What to produce:
Look for the string "UnsupportedScheme" in the listing below and copy every line in which it appears.

Supplied data:
+++++
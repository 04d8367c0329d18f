//! Backend abstraction.
//!
//! # Responsibilities
//! - Represent a single backend server as a plain value
//! - Carry its load signal and tri-state health
//! - Normalize addresses and load values coming from the outside
//!
//! Backends are copied into snapshots; the registry owns the only mutable
//! instance of each one.

use std::fmt;
use tokio::time::Instant;
use url::Url;

/// Health State enum.
#[repr(u8)]
#[derive(Debug, Clone, Copy, PartialEq, Eq, Hash)]
pub enum HealthState {
    Healthy = 0,
    /// Failing but still selectable; only raises the load score.
    Degraded = 1,
    /// Tripped by the circuit guard; excluded from ordinary selection.
    Unavailable = 2,
}

impl HealthState {
    pub fn as_str(self) -> &'static str {
        match self {
            HealthState::Healthy => "healthy",
            HealthState::Degraded => "degraded",
            HealthState::Unavailable => "unavailable",
        }
    }
}

impl fmt::Display for HealthState {
    fn fmt(&self, f: &mut fmt::Formatter<'_>) -> fmt::Result {
        f.write_str(self.as_str())
    }
}

/// A single backend server.
#[derive(Debug, Clone, PartialEq)]
pub struct Backend {
    /// Stable identifier.
    pub id: String,
    /// Base URL requests are forwarded to.
    pub address: Url,
    /// Load in [0, 1]; lower means more spare capacity.
    pub load: f64,
    pub state: HealthState,
    pub consecutive_failures: u32,
    /// Only meaningful while `state` is `Unavailable`.
    pub unavailable_until: Option<Instant>,

    pub(crate) trial_in_flight: bool,
    pub(crate) last_sample_at: Option<Instant>,
}

impl Backend {
    /// Create a new backend: zero load, healthy.
    pub fn new(id: impl Into<String>, address: Url) -> Self {
        Self {
            id: id.into(),
            address,
            load: 0.0,
            state: HealthState::Healthy,
            consecutive_failures: 0,
            unavailable_until: None,
            trial_in_flight: false,
            last_sample_at: None,
        }
    }

    /// Parse `address` and create a backend from it.
    pub fn parse(id: impl Into<String>, address: &str) -> Result<Self, AddressError> {
        Ok(Self::new(id, parse_address(address)?))
    }

    /// Builder-style load override, clamped.
    pub fn with_load(mut self, load: f64) -> Self {
        self.load = clamp_load(load);
        self
    }

    /// Whether ordinary selection may pick this backend.
    pub fn is_selectable(&self) -> bool {
        self.state != HealthState::Unavailable
    }

    /// Whether a half-open trial may be started at `now`.
    pub fn is_due_for_trial(&self, now: Instant) -> bool {
        self.state == HealthState::Unavailable
            && !self.trial_in_flight
            && self.unavailable_until.map_or(true, |until| now >= until)
    }

    /// Whether a half-open trial is currently outstanding.
    pub fn trial_in_flight(&self) -> bool {
        self.trial_in_flight
    }
}

/// Clamp a raw load value into [0, 1]. NaN counts as fully loaded.
pub fn clamp_load(value: f64) -> f64 {
    if value.is_nan() {
        1.0
    } else {
        value.clamp(0.0, 1.0)
    }
}

/// Error returned for unusable backend addresses.
#[derive(Debug, Clone, PartialEq, Eq, thiserror::Error)]
pub enum AddressError {
    #[error("invalid backend address '{0}': {1}")]
    Invalid(String, url::ParseError),
    #[error("unsupported scheme '{0}', only http backends are supported")]
    UnsupportedScheme(String),
    #[error("backend address '{0}' has no host")]
    MissingHost(String),
}

/// Parse a backend address. Bare `host:port` is treated as `http://host:port`.
pub fn parse_address(raw: &str) -> Result<Url, AddressError> {
    let candidate = if raw.contains("://") {
        raw.to_string()
    } else {
        format!("http://{}", raw)
    };
    let url = Url::parse(&candidate).map_err(|e| AddressError::Invalid(raw.to_string(), e))?;
    if url.scheme() != "http" {
        return Err(AddressError::UnsupportedScheme(url.scheme().to_string()));
    }
    if url.host_str().is_none() {
        return Err(AddressError::MissingHost(raw.to_string()));
    }
    Ok(url)
}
+++++
Answer space:
    UnsupportedScheme(String),
        return Err(AddressError::UnsupportedScheme(url.scheme().to_string()));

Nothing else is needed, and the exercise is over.